== DATA SECTION
//! Engine-wide error types.

use thiserror::Error;

/// Crate-specific result type.
pub type Result<T> = std::result::Result<T, Error>;

/// Errors produced by the notification pipeline and its registries.
#[derive(Error, Debug)]
pub enum Error {
    /// A regex subscription failed to compile. Rejected at subscribe time,
    /// so malformed patterns never reach the matcher.
    #[error("invalid pattern '{pattern}': {reason}")]
    InvalidPattern { pattern: String, reason: String },

    /// A per-user ceiling was hit (subscription count or similar).
    #[error("quota exceeded: {0}")]
    QuotaExceeded(String),

    /// The user's rolling notification ceiling was hit. The notification is
    /// dropped and counted, never retried.
    #[error("rate limited: user {0} exceeded the notification ceiling")]
    RateLimited(i64),

    /// The external send interface failed in a retryable way.
    #[error("transient send failure: {0}")]
    TransientSend(String),

    /// The external send interface rejected the notification permanently.
    #[error("permanent send failure: {0}")]
    PermanentSend(String),

    /// A single pattern evaluation exceeded its time budget. The subscription
    /// is skipped for this message; other subscriptions are unaffected.
    #[error("match timed out after {budget_ms}ms for pattern '{pattern}'")]
    MatchTimeout { pattern: String, budget_ms: u64 },

    /// The (owner, pattern, kind) tuple is already registered.
    #[error("duplicate subscription: {0}")]
    DuplicateSubscription(String),

    /// No subscription matched the given owner/pattern.
    #[error("subscription not found: {0}")]
    NotFound(String),

    /// Serialization error (subscriptions at rest).
    #[error("serialization error: {0}")]
    Serialization(#[from] serde_json::Error),

    /// IO errors (file-backed store).
    #[error("I/O error: {0}")]
    Io(#[from] std::io::Error),

    /// Configuration error.
    #[error("configuration error: {0}")]
    Configuration(String),
}

impl From<crate::sender::SendError> for Error {
    fn from(err: crate::sender::SendError) -> Self {
        match err {
            crate::sender::SendError::Transient(msg) => Error::TransientSend(msg),
            crate::sender::SendError::Permanent(msg) => Error::PermanentSend(msg),
        }
    }
}

impl Error {
    /// Create an invalid-pattern error.
    pub fn invalid_pattern(pattern: impl Into<String>, reason: impl Into<String>) -> Self {
        Self::InvalidPattern {
            pattern: pattern.into(),
            reason: reason.into(),
        }
    }

    /// Create a quota-exceeded error.
    pub fn quota(msg: impl Into<String>) -> Self {
        Self::QuotaExceeded(msg.into())
    }

    /// Create a configuration error.
    pub fn config(msg: impl Into<String>) -> Self {
        Self::Configuration(msg.into())
    }
}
====
TASK OBJECTIVE:
Filter the entries down to the lines holding the string "never". Copy each of those lines.

RESPONSE BOX:
    /// so malformed patterns never reach the matcher.
    /// dropped and counted, never retried.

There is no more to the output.